**SUPPLIED MATERIAL**

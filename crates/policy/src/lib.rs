//! Layered, key-based policy store.
//!
//! Policies are opaque configuration objects addressed by
//! `(type, optional name, kind)`. Stores are stacked into layers: a
//! container-scoped root shared by concurrent builds, with short-lived
//! build-scoped children on top.
//!
//! ```
//! use std::sync::Arc;
//! use weave_policy::{BuildKey, PolicyStore, policy_kind};
//!
//! policy_kind!(Greeting => String, "greeting");
//!
//! let container = Arc::new(PolicyStore::new("container"));
//! container.set::<Greeting>(&BuildKey::new("Greeter"), Arc::new("hello".to_string()));
//!
//! let build = container.child("build");
//! let named = BuildKey::named("Greeter", Some("formal"));
//! assert_eq!(build.probe::<Greeting>(&named).as_deref().map(String::as_str), Some("hello"));
//! ```

mod key;
mod store;

pub use key::{BuildKey, PolicyKey, PolicyKind, TypeName};
pub use store::PolicyStore;
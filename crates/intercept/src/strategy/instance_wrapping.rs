use std::sync::Arc;

use crate::behavior::{all_interfaces, executing};
use crate::component::is_intercepted;
use crate::context::BuildContext;
use crate::error::BuildError;
use crate::interceptor::Interceptor;
use crate::pipeline::BuilderStrategy;
use crate::policies::{AdditionalInterfaces, Behaviors, InstanceInterception};

/// Wraps the built value with an instance interceptor.
///
/// Policies are probed at the requested key, so a value built through a
/// key mapping is wrapped as the type the caller asked for. Values that
/// already carry a pipeline are left alone.
#[derive(Debug, Default, Clone, Copy)]
pub struct InstanceWrappingStrategy;

impl BuilderStrategy for InstanceWrappingStrategy {
	fn name(&self) -> &str {
		"instance-wrapping"
	}

	fn post_build_up(&self, ctx: &mut BuildContext) -> Result<(), BuildError> {
		let Some(instance) = ctx.existing() else {
			return Ok(());
		};
		if is_intercepted(instance) {
			tracing::trace!(key = %ctx.original_key(), "already intercepted");
			return Ok(());
		}
		let instance = Arc::clone(instance);

		let key = ctx.original_key();
		let policies = ctx.policies();
		let Some(policy) = policies.probe::<InstanceInterception>(&key) else {
			return Ok(());
		};
		let Some(configured) = policies.probe::<Behaviors>(&key) else {
			return Ok(());
		};
		let additional = policies
			.probe::<AdditionalInterfaces>(&key)
			.or_else(|| policies.probe::<AdditionalInterfaces>(&ctx.current_key()))
			.map(|p| p.interfaces.clone())
			.unwrap_or_default();

		let ty = Arc::clone(&ctx.original().ty);
		let interceptor = Interceptor::Instance(Arc::clone(&policy.interceptor));
		let behaviors = executing(configured.effective_behaviors(
			&interceptor,
			&ty,
			instance.type_info(),
		)?);
		if behaviors.is_empty() {
			tracing::debug!(key = %key, "no active behaviors, instance left as built");
			return Ok(());
		}

		if !policy.interceptor.can_intercept(&ty) {
			return Err(BuildError::InterceptionNotSupported {
				interceptor: policy.interceptor.name().to_string(),
				ty: ty.name().clone(),
			});
		}

		let interfaces = all_interfaces(&behaviors, &additional);
		tracing::debug!(
			key = %key,
			interceptor = interceptor.name(),
			behaviors = behaviors.len(),
			"wrapping instance"
		);
		let wrapped = policy.interceptor.wrap(&ty, instance, behaviors, &interfaces)?;
		ctx.set_existing(wrapped);
		Ok(())
	}
}
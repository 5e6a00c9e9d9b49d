use thiserror::Error;
use weave_policy::{BuildKey, TypeName};

/// Errors raised while registering interception policies.
///
/// These fail fast, before any build touches the registration.
#[derive(Error, Debug)]
pub enum ConfigError {
	/// The interceptor reported it cannot intercept the target type.
	#[error("interceptor '{interceptor}' cannot intercept {ty}")]
	NotInterceptable { interceptor: String, ty: TypeName },
	/// An additional interface was given a type that is not an interface.
	#[error("{ty} is not an interface")]
	NotAnInterface { ty: TypeName },
	/// A behavior with an empty name was registered.
	#[error("behavior registered for {ty} has an empty name")]
	EmptyBehaviorName { ty: TypeName },
	/// An interceptor of one variant was given where the other is required.
	#[error("interceptor '{interceptor}' is not {expected} interceptor")]
	WrongVariant {
		interceptor: String,
		expected: &'static str,
	},
	/// Interception options could not be parsed.
	#[error("invalid interception options: {0}")]
	InvalidOptions(#[from] toml::de::Error),
}

/// Errors that abort a build.
#[derive(Error, Debug, Clone)]
pub enum BuildError {
	/// No constructor on the type has the requested parameter list.
	#[error("no constructor of {ty} matches ({params})")]
	NoMatchingConstructor { ty: TypeName, params: String },
	/// The substitute type cannot be built with the original constructor's arguments.
	#[error(
		"substitute {substitute} has no constructor compatible with {original}({params})"
	)]
	IncompatibleSubstitute {
		original: TypeName,
		substitute: TypeName,
		params: String,
	},
	/// A constructor was invoked with the wrong number of arguments.
	#[error("constructor of {ty} expects {expected} arguments, got {got}")]
	ArityMismatch {
		ty: TypeName,
		expected: usize,
		got: usize,
	},
	/// An argument provider failed.
	#[error("argument {index} for {ty}: {reason}")]
	Argument {
		ty: TypeName,
		index: usize,
		reason: String,
	},
	/// A constructor factory failed.
	#[error("constructing {ty} failed: {reason}")]
	Construction { ty: TypeName, reason: String },
	/// An interceptor was asked to handle a type it does not support.
	#[error("interceptor '{interceptor}' does not support {ty}")]
	InterceptionNotSupported { interceptor: String, ty: TypeName },
	/// An interceptor failed to produce a proxy type or wrapper.
	#[error("interceptor '{interceptor}' failed: {reason}")]
	Interceptor { interceptor: String, reason: String },
	/// The strategy chain finished without producing an instance.
	#[error("build of {key} produced no instance")]
	NothingBuilt { key: BuildKey },
}

/// Errors returned from invoking a member on a component.
#[derive(Error, Debug, Clone, PartialEq)]
pub enum InvocationError {
	#[error("{ty} has no method '{method}'")]
	UnknownMethod { ty: TypeName, method: String },
	#[error("invalid arguments for '{method}': {reason}")]
	InvalidArguments { method: String, reason: String },
	#[error("{0}")]
	Failed(String),
}

pub(crate) fn format_params(params: &[TypeName]) -> String {
	params
		.iter()
		.map(TypeName::as_str)
		.collect::<Vec<_>>()
		.join(", ")
}
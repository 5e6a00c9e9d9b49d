//! Constructor remapping for substituted types.
//!
//! When a build's type is swapped for a substitute, the configured
//! constructor selector still describes the original type. The remapper
//! wraps it: the original selector picks the constructor and argument
//! providers, the remapper finds the substitute's constructor with the same
//! parameter list and keeps the providers as they are.
//!
//! # Invariants
//!
//! - A remapper never wraps another remapper; at most one level of
//!   indirection exists per key, however often the key is rebuilt.

use std::sync::Arc;

use super::{ConstructorSelector, DefaultConstructorSelector, SelectedConstructor, find_selector};
use crate::context::BuildContext;
use crate::error::{BuildError, format_params};
use crate::policies::ConstructorSelection;
use crate::types::Type;

/// Selects the substitute type's constructor matching the one chosen by the
/// original selector.
pub struct SubstituteConstructorSelector {
	substitute: Type,
	original: Arc<dyn ConstructorSelector>,
}

impl SubstituteConstructorSelector {
	/// Wraps `original`. If `original` is itself a remapper, its inner
	/// selector is wrapped instead.
	pub fn new(substitute: Type, original: Arc<dyn ConstructorSelector>) -> Self {
		let original = match original.as_substitute() {
			Some(remap) => Arc::clone(&remap.original),
			None => original,
		};
		Self {
			substitute,
			original,
		}
	}

	pub fn substitute(&self) -> &Type {
		&self.substitute
	}

	/// The selector this remapper wraps; never a remapper itself.
	pub fn original(&self) -> &Arc<dyn ConstructorSelector> {
		&self.original
	}
}

impl ConstructorSelector for SubstituteConstructorSelector {
	fn select(&self, ctx: &BuildContext) -> Result<SelectedConstructor, BuildError> {
		let selected = self.original.select(ctx)?;
		let params = selected.constructor.params();
		let Some(constructor) = self.substitute.find_constructor(params) else {
			return Err(BuildError::IncompatibleSubstitute {
				original: selected.constructor.owner().clone(),
				substitute: self.substitute.name().clone(),
				params: format_params(params),
			});
		};

		tracing::trace!(
			original = ?selected.constructor,
			substitute = ?constructor,
			"constructor remapped"
		);
		Ok(SelectedConstructor {
			constructor: constructor.clone(),
			arguments: selected.arguments,
		})
	}

	fn as_substitute(&self) -> Option<&SubstituteConstructorSelector> {
		Some(self)
	}
}

/// Installs a remapper for the build's original key that targets `substitute`.
///
/// The remapper is stored in the layer the current selector was found in.
/// When no selector is configured, the default selector is wrapped and the
/// remapper lives in the build-scoped layer.
pub fn set_policy_for_substitute_type(ctx: &BuildContext, substitute: &Type) {
	let key = ctx.original_key();
	let (current, layer) = match find_selector(ctx) {
		Some(found) => found,
		None => {
			let fallback: Arc<dyn ConstructorSelector> = Arc::new(DefaultConstructorSelector);
			(fallback, ctx.policies())
		}
	};

	let next: Arc<dyn ConstructorSelector> = match current.as_substitute() {
		Some(remap) if remap.substitute().name() == substitute.name() => Arc::clone(&current),
		Some(remap) => Arc::new(SubstituteConstructorSelector::new(
			substitute.clone(),
			Arc::clone(remap.original()),
		)),
		None => Arc::new(SubstituteConstructorSelector::new(
			substitute.clone(),
			Arc::clone(&current),
		)),
	};

	tracing::debug!(
		key = %key,
		substitute = %substitute.name(),
		layer = layer.label(),
		"constructor selection remapped"
	);
	layer.set::<ConstructorSelection>(&key, next);
}
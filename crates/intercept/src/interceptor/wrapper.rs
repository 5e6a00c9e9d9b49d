use std::sync::Arc;

use parking_lot::Mutex;
use rustc_hash::FxHashMap as HashMap;

use super::InstanceInterceptor;
use crate::behavior::{Behavior, BehaviorPipeline};
use crate::component::Instance;
use crate::error::BuildError;
use crate::proxy::InterceptingInstance;
use crate::types::{InterfaceSet, Type, TypeInfo, TypeName};

/// Instance interceptor that wraps values seen through an interface.
///
/// The wrapper exposes the intercepted interface plus any additional
/// interfaces and forwards calls to the original value through the
/// behaviors it was created with.
#[derive(Default)]
pub struct WrapperInterceptor {
	cache: Mutex<HashMap<(TypeName, InterfaceSet), Type>>,
}

impl WrapperInterceptor {
	pub fn new() -> Self {
		Self::default()
	}

	fn wrapper_type(&self, ty: &Type, interfaces: &InterfaceSet) -> Type {
		let key = (ty.name().clone(), interfaces.clone());
		self.cache
			.lock()
			.entry(key)
			.or_insert_with(|| {
				TypeInfo::class(format!("{}Wrapper", ty.name()))
					.implements(ty.name().clone())
					.interfaces(ty.interfaces().iter().cloned())
					.interfaces(interfaces.iter().cloned())
					.sealed()
					.build()
			})
			.clone()
	}
}

impl InstanceInterceptor for WrapperInterceptor {
	fn name(&self) -> &str {
		"wrapper"
	}

	fn can_intercept(&self, ty: &TypeInfo) -> bool {
		ty.is_interface()
	}

	fn wrap(
		&self,
		ty: &Type,
		instance: Instance,
		behaviors: Vec<Behavior>,
		interfaces: &InterfaceSet,
	) -> Result<Instance, BuildError> {
		if !self.can_intercept(ty) {
			return Err(BuildError::InterceptionNotSupported {
				interceptor: self.name().to_string(),
				ty: ty.name().clone(),
			});
		}
		let concrete = instance.type_info();
		if !concrete.is_assignable_to(ty.name()) {
			return Err(BuildError::Interceptor {
				interceptor: self.name().to_string(),
				reason: format!("{} does not implement {}", concrete.name(), ty.name()),
			});
		}

		let wrapper = self.wrapper_type(ty, interfaces);
		tracing::debug!(
			ty = %ty.name(),
			wrapper = %wrapper.name(),
			behaviors = behaviors.len(),
			"wrapping instance"
		);
		let wrapped: Instance = Arc::new(InterceptingInstance::new(
			wrapper,
			instance,
			BehaviorPipeline::new(behaviors),
		));
		Ok(wrapped)
	}
}
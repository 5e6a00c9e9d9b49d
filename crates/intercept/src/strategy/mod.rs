//! Built-in build strategies.
//!
//! | Strategy | Stage | Phase |
//! |----------|-------|-------|
//! | [`InstanceWrappingStrategy`] | `Setup` | post |
//! | [`BuildKeyMappingStrategy`] | `TypeMapping` | pre |
//! | [`TypeSubstitutionStrategy`] | `PreCreation` | pre and post |
//! | [`ConstructionStrategy`] | `Creation` | pre |
//!
//! Instance wrapping sits in the first stage so its post-phase hook runs
//! last, after every other strategy has finished with the value.

mod construction;
mod instance_wrapping;
mod mapping;
mod type_substitution;

pub use construction::ConstructionStrategy;
pub use instance_wrapping::InstanceWrappingStrategy;
pub use mapping::BuildKeyMappingStrategy;
pub use type_substitution::TypeSubstitutionStrategy;
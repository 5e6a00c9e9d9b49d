use std::sync::Arc;
use std::thread;

use pretty_assertions::assert_eq;
use serde_json::json;
use weave_intercept::policies::ConstructorSelection;
use weave_intercept::{
	BuildError, Builder, Interception, InterceptionOptions, Interceptor, InterfaceSet, NamedType,
	SpecifiedConstructor, SubclassInterceptor, Type, TypeInterceptor, TypeInfo, is_intercepted,
	literal,
};
use weave_policy::{BuildKey, PolicyStore};

use crate::common::*;

fn intercepting(container: &Arc<PolicyStore>) -> Builder {
	Builder::with_interception(Arc::clone(container), InterceptionOptions::default())
}

fn subclass() -> Interceptor {
	Interceptor::of_type(SubclassInterceptor::new())
}

#[test]
fn behavior_runs_once_around_every_call() {
	init_tracing();
	let container = container();
	let ty = calculator();
	let audit = Counting::new("audit");
	Interception::new(&container)
		.set_interceptor_for(&ty, None, subclass())
		.unwrap()
		.add_behavior(&ty, None, audit.behavior())
		.unwrap();

	let instance = intercepting(&container).build(NamedType::new(ty)).unwrap();
	assert!(is_intercepted(&instance));
	assert!(instance.type_info().is_assignable_to(&"Calculator".into()));

	assert_eq!(instance.invoke(&add(2, 3)), Ok(json!(5)));
	assert_eq!(audit.calls(), 1);
	assert_eq!(instance.invoke(&add(1, 1)), Ok(json!(2)));
	assert_eq!(audit.calls(), 2);
}

#[test]
fn unconfigured_type_builds_like_a_plain_pipeline() {
	let container = container();
	let ty = calculator();

	let plain = Builder::plain(Arc::clone(&container))
		.build(NamedType::new(Arc::clone(&ty)))
		.unwrap();
	let intercepted = intercepting(&container).build(NamedType::new(ty)).unwrap();

	assert!(!is_intercepted(&intercepted));
	assert_eq!(intercepted.type_info().name(), plain.type_info().name());
	assert_eq!(intercepted.invoke(&add(4, 5)), plain.invoke(&add(4, 5)));
	assert!(container.is_empty());
}

#[test]
fn existing_instance_is_left_alone() {
	let container = container();
	let ty = calculator();
	Interception::new(&container)
		.set_interceptor_for(&ty, None, subclass())
		.unwrap()
		.add_behavior(&ty, None, Counting::new("audit").behavior())
		.unwrap();
	let existing = Builder::plain(Arc::clone(&container))
		.build(NamedType::new(Arc::clone(&ty)))
		.unwrap();

	let result = intercepting(&container)
		.build_up(NamedType::new(ty), Some(Arc::clone(&existing)))
		.unwrap();

	assert!(Arc::ptr_eq(&result, &existing));
	assert!(!is_intercepted(&result));
}

#[test]
fn uninterceptable_type_is_built_as_is() {
	let container = container();
	let ty = sealed_calculator();
	let options = InterceptionOptions {
		validate_registrations: false,
		..InterceptionOptions::default()
	};
	Interception::with_options(&container, options)
		.set_interceptor_for(&ty, None, subclass())
		.unwrap()
		.add_behavior(&ty, None, Counting::new("audit").behavior())
		.unwrap();

	let instance = intercepting(&container).build(NamedType::new(ty)).unwrap();

	assert!(!is_intercepted(&instance));
	assert_eq!(instance.type_info().name().as_str(), "SealedCalculator");
	let key = BuildKey::new("SealedCalculator");
	assert!(container.get::<ConstructorSelection>(&key).is_none());
}

#[test]
fn only_active_behaviors_are_attached_in_order() {
	let container = container();
	let ty = calculator();
	let behaviors = [
		Counting::new("first"),
		Counting::inactive("skipped"),
		Counting::new("second"),
		Counting::inactive("also-skipped"),
	];
	let reg = Interception::new(&container);
	reg.set_interceptor_for(&ty, None, subclass()).unwrap();
	for behavior in &behaviors {
		reg.add_behavior(&ty, None, behavior.behavior()).unwrap();
	}

	let instance = intercepting(&container).build(NamedType::new(ty)).unwrap();
	let proxy = instance.as_intercepting_proxy().unwrap();
	assert_eq!(behavior_names(&proxy.behaviors()), ["first", "second"]);

	instance.invoke(&add(0, 0)).unwrap();
	let calls: Vec<usize> = behaviors.iter().map(|b| b.calls()).collect();
	assert_eq!(calls, [1, 0, 1, 0]);
}

#[test]
fn rebuilding_keeps_a_single_remapper() {
	let container = container();
	let ty = calculator();
	let reg = Interception::new(&container);
	reg.set_interceptor_for(&ty, None, subclass())
		.unwrap()
		.select_constructor(&ty, None, SpecifiedConstructor::new(&["i64"], vec![literal(10)]));

	let builder = intercepting(&container);
	for _ in 0..3 {
		let instance = builder.build(NamedType::new(Arc::clone(&ty))).unwrap();
		assert!(is_intercepted(&instance));
		assert_eq!(instance.invoke(&add(1, 2)), Ok(json!(13)));
	}

	let selector = container
		.get::<ConstructorSelection>(&BuildKey::new("Calculator"))
		.unwrap();
	let remap = selector.as_substitute().unwrap();
	assert!(remap.original().as_substitute().is_none());
	assert_eq!(remap.substitute().name().as_str(), "CalculatorProxy");
}

#[test]
fn clearing_interception_restores_plain_builds() {
	let container = container();
	let ty = calculator();
	let reg = Interception::new(&container);
	reg.set_interceptor_for(&ty, None, subclass())
		.unwrap()
		.add_behavior(&ty, None, Counting::new("audit").behavior())
		.unwrap()
		.select_constructor(&ty, None, SpecifiedConstructor::new(&["i64"], vec![literal(10)]));

	let builder = intercepting(&container);
	let proxied = builder.build(NamedType::new(Arc::clone(&ty))).unwrap();
	assert_eq!(proxied.type_info().name().as_str(), "CalculatorProxy");

	reg.clear(&ty, None);

	let rebuilt = builder.build(NamedType::new(Arc::clone(&ty))).unwrap();
	assert!(!is_intercepted(&rebuilt));
	assert_eq!(rebuilt.type_info().name().as_str(), "Calculator");
	assert_eq!(rebuilt.invoke(&add(1, 2)), Ok(json!(13)));

	let plain = Builder::plain(Arc::clone(&container))
		.build(NamedType::new(ty))
		.unwrap();
	assert_eq!(plain.type_info().name().as_str(), "Calculator");

	let selector = container
		.get::<ConstructorSelection>(&BuildKey::new("Calculator"))
		.unwrap();
	assert!(selector.as_substitute().is_none());
}

#[test]
fn named_registration_overrides_type_default() {
	let container = container();
	let ty = calculator();
	let fallback = Counting::new("fallback");
	let special = Counting::new("special");
	let reg = Interception::new(&container);
	reg.set_default_interceptor_for(&ty, subclass())
		.unwrap()
		.add_behavior(&ty, None, fallback.behavior())
		.unwrap()
		.add_behavior(&ty, Some("special"), special.behavior())
		.unwrap();

	let builder = intercepting(&container);
	let named = builder
		.build(NamedType::named(Arc::clone(&ty), Some("special")))
		.unwrap();
	let other = builder
		.build(NamedType::named(ty, Some("other")))
		.unwrap();

	let names = |i: &weave_intercept::Instance| {
		behavior_names(&i.as_intercepting_proxy().unwrap().behaviors())
	};
	assert_eq!(names(&named), ["special"]);
	assert_eq!(names(&other), ["fallback"]);
}

/// Produces a proxy type whose only constructor cannot take the original's arguments.
struct Mismatched;

impl TypeInterceptor for Mismatched {
	fn name(&self) -> &str {
		"mismatched"
	}

	fn can_intercept(&self, ty: &TypeInfo) -> bool {
		!ty.is_interface()
	}

	fn create_proxy_type(&self, ty: &Type, _interfaces: &InterfaceSet) -> Result<Type, BuildError> {
		Ok(TypeInfo::class(format!("{}Mismatch", ty.name()))
			.base(ty.name().clone())
			.constructor(&["String", "String"], |_| {
				Err(BuildError::Construction {
					ty: "Mismatch".into(),
					reason: "never called".to_string(),
				})
			})
			.build())
	}
}

#[test]
fn incompatible_substitute_fails_the_build() {
	let container = container();
	let ty = calculator();
	Interception::new(&container)
		.set_interceptor_for(&ty, None, Interceptor::of_type(Mismatched))
		.unwrap();

	let err = intercepting(&container)
		.build(NamedType::new(ty))
		.err()
		.unwrap();
	match err {
		BuildError::IncompatibleSubstitute {
			original,
			substitute,
			params,
		} => {
			assert_eq!(original.as_str(), "Calculator");
			assert_eq!(substitute.as_str(), "CalculatorMismatch");
			assert_eq!(params, "");
		}
		other => panic!("unexpected error: {other}"),
	}
}

#[test]
fn concurrent_builds_share_one_remapper() {
	let container = container();
	let ty = calculator();
	Interception::new(&container)
		.set_interceptor_for(&ty, None, subclass())
		.unwrap()
		.select_constructor(&ty, None, SpecifiedConstructor::new(&["i64"], vec![literal(1)]));
	let builder = intercepting(&container);

	let handles: Vec<_> = (0..8)
		.map(|_| {
			let builder = builder.clone();
			let ty = Arc::clone(&ty);
			thread::spawn(move || {
				(0..16)
					.map(|_| {
						let instance = builder.build(NamedType::new(Arc::clone(&ty))).unwrap();
						instance.invoke(&add(1, 1)).unwrap()
					})
					.collect::<Vec<_>>()
			})
		})
		.collect();
	for handle in handles {
		assert!(handle.join().unwrap().iter().all(|v| *v == json!(3)));
	}

	let selector = container
		.get::<ConstructorSelection>(&BuildKey::new("Calculator"))
		.unwrap();
	assert!(selector.as_substitute().unwrap().original().as_substitute().is_none());
}
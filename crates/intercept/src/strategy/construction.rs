use std::sync::Arc;

use crate::construct::{ConstructorSelector, DefaultConstructorSelector, find_selector};
use crate::context::BuildContext;
use crate::error::BuildError;
use crate::pipeline::BuilderStrategy;

/// Builds the current target when no value exists yet.
///
/// Uses the constructor selector configured for the build (see
/// [`find_selector`]) or the parameterless constructor when none is.
#[derive(Debug, Default, Clone, Copy)]
pub struct ConstructionStrategy;

impl BuilderStrategy for ConstructionStrategy {
	fn name(&self) -> &str {
		"construction"
	}

	fn pre_build_up(&self, ctx: &mut BuildContext) -> Result<(), BuildError> {
		if ctx.existing().is_some() {
			return Ok(());
		}

		let selector: Arc<dyn ConstructorSelector> = match find_selector(ctx) {
			Some((selector, _)) => selector,
			None => Arc::new(DefaultConstructorSelector),
		};
		let selected = selector.select(ctx)?;
		let instance = selected.invoke(ctx)?;

		tracing::debug!(
			key = %ctx.current_key(),
			constructor = ?selected.constructor,
			"instance constructed"
		);
		ctx.set_existing(instance);
		Ok(())
	}
}
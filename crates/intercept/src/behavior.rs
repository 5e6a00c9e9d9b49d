//! Interception behaviors and the pipeline that runs them.
//!
//! A behavior wraps a member invocation: it receives the call and a [`Next`]
//! continuation, and decides whether (and how) to proceed. Behaviors run in
//! the order they were added; the first one added is outermost.

use std::fmt;
use std::sync::Arc;

use crate::component::{MethodCall, MethodResult};
use crate::types::{InterfaceSet, TypeName};


/// One unit of cross-cutting logic attached around intercepted calls.
pub trait InterceptionBehavior: Send + Sync {
	fn name(&self) -> &str;

	/// Inactive behaviors are filtered out before they are attached.
	fn will_execute(&self) -> bool {
		true
	}

	/// Interfaces the proxy must expose for this behavior to work.
	fn required_interfaces(&self) -> InterfaceSet {
		InterfaceSet::new()
	}

	fn invoke(&self, call: &MethodCall, next: Next<'_>) -> MethodResult;
}

/// Shared handle to a behavior.
pub type Behavior = Arc<dyn InterceptionBehavior>;

/// Final step of a pipeline: the intercepted target itself.
pub type Target<'a> = &'a dyn Fn(&MethodCall) -> MethodResult;

/// Continuation handed to a behavior: the remaining behaviors plus the target.
pub struct Next<'a> {
	rest: &'a [Behavior],
	target: Target<'a>,
}

impl<'a> Next<'a> {
	/// Runs the rest of the pipeline with `call`.
	pub fn run(self, call: &MethodCall) -> MethodResult {
		match self.rest.split_first() {
			Some((head, rest)) => head.invoke(
				call,
				Next {
					rest,
					target: self.target,
				},
			),
			None => (self.target)(call),
		}
	}

	/// Number of behaviors still ahead of the target.
	pub fn remaining(&self) -> usize {
		self.rest.len()
	}
}

/// Ordered list of behaviors wrapped around a target.
#[derive(Clone, Default)]
pub struct BehaviorPipeline {
	behaviors: Vec<Behavior>,
}

impl BehaviorPipeline {
	pub fn new(behaviors: impl IntoIterator<Item = Behavior>) -> Self {
		Self {
			behaviors: behaviors.into_iter().collect(),
		}
	}

	/// Appends a behavior; it runs inside all previously added ones.
	pub fn add(&mut self, behavior: Behavior) {
		self.behaviors.push(behavior);
	}

	pub fn behaviors(&self) -> &[Behavior] {
		&self.behaviors
	}

	pub fn len(&self) -> usize {
		self.behaviors.len()
	}

	pub fn is_empty(&self) -> bool {
		self.behaviors.is_empty()
	}

	pub fn invoke(&self, call: &MethodCall, target: Target<'_>) -> MethodResult {
		Next {
			rest: &self.behaviors,
			target,
		}
		.run(call)
	}
}

impl fmt::Debug for BehaviorPipeline {
	fn fmt(&self, f: &mut fmt::Formatter<'_>) -> fmt::Result {
		f.debug_list()
			.entries(self.behaviors.iter().map(|b| b.name()))
			.finish()
	}
}

/// Keeps only behaviors that will execute, preserving order.
pub fn executing(behaviors: impl IntoIterator<Item = Behavior>) -> Vec<Behavior> {
	behaviors.into_iter().filter(|b| b.will_execute()).collect()
}

/// Union of the interfaces `behaviors` require and `additional`.
pub fn all_interfaces(behaviors: &[Behavior], additional: &InterfaceSet) -> InterfaceSet {
	let mut all = additional.clone();
	for behavior in behaviors {
		all.extend(behavior.required_interfaces());
	}
	all
}

type BehaviorFn = dyn Fn(&MethodCall, Next<'_>) -> MethodResult + Send + Sync;

/// Closure-backed behavior.
pub struct FnBehavior {
	name: Box<str>,
	enabled: bool,
	interfaces: InterfaceSet,
	f: Box<BehaviorFn>,
}

impl FnBehavior {
	pub fn new<F>(name: impl Into<Box<str>>, f: F) -> Self
	where
		F: Fn(&MethodCall, Next<'_>) -> MethodResult + Send + Sync + 'static,
	{
		Self {
			name: name.into(),
			enabled: true,
			interfaces: InterfaceSet::new(),
			f: Box::new(f),
		}
	}

	/// Behavior that forwards every call unchanged.
	pub fn passthrough(name: impl Into<Box<str>>) -> Self {
		Self::new(name, |call, next| next.run(call))
	}

	pub fn enabled(mut self, enabled: bool) -> Self {
		self.enabled = enabled;
		self
	}

	pub fn requires(mut self, iface: impl Into<TypeName>) -> Self {
		self.interfaces.insert(iface.into());
		self
	}

	pub fn into_behavior(self) -> Behavior {
		Arc::new(self)
	}
}

impl InterceptionBehavior for FnBehavior {
	fn name(&self) -> &str {
		&self.name
	}

	fn will_execute(&self) -> bool {
		self.enabled
	}

	fn required_interfaces(&self) -> InterfaceSet {
		self.interfaces.clone()
	}

	fn invoke(&self, call: &MethodCall, next: Next<'_>) -> MethodResult {
		(self.f)(call, next)
	}
}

**TASK DESCRIPTION**
In the material above, find each line that has the string "before" and return it.

**TASK SOLUTION**
/// These fail fast, before any build touches the registration.
	/// Inactive behaviors are filtered out before they are attached.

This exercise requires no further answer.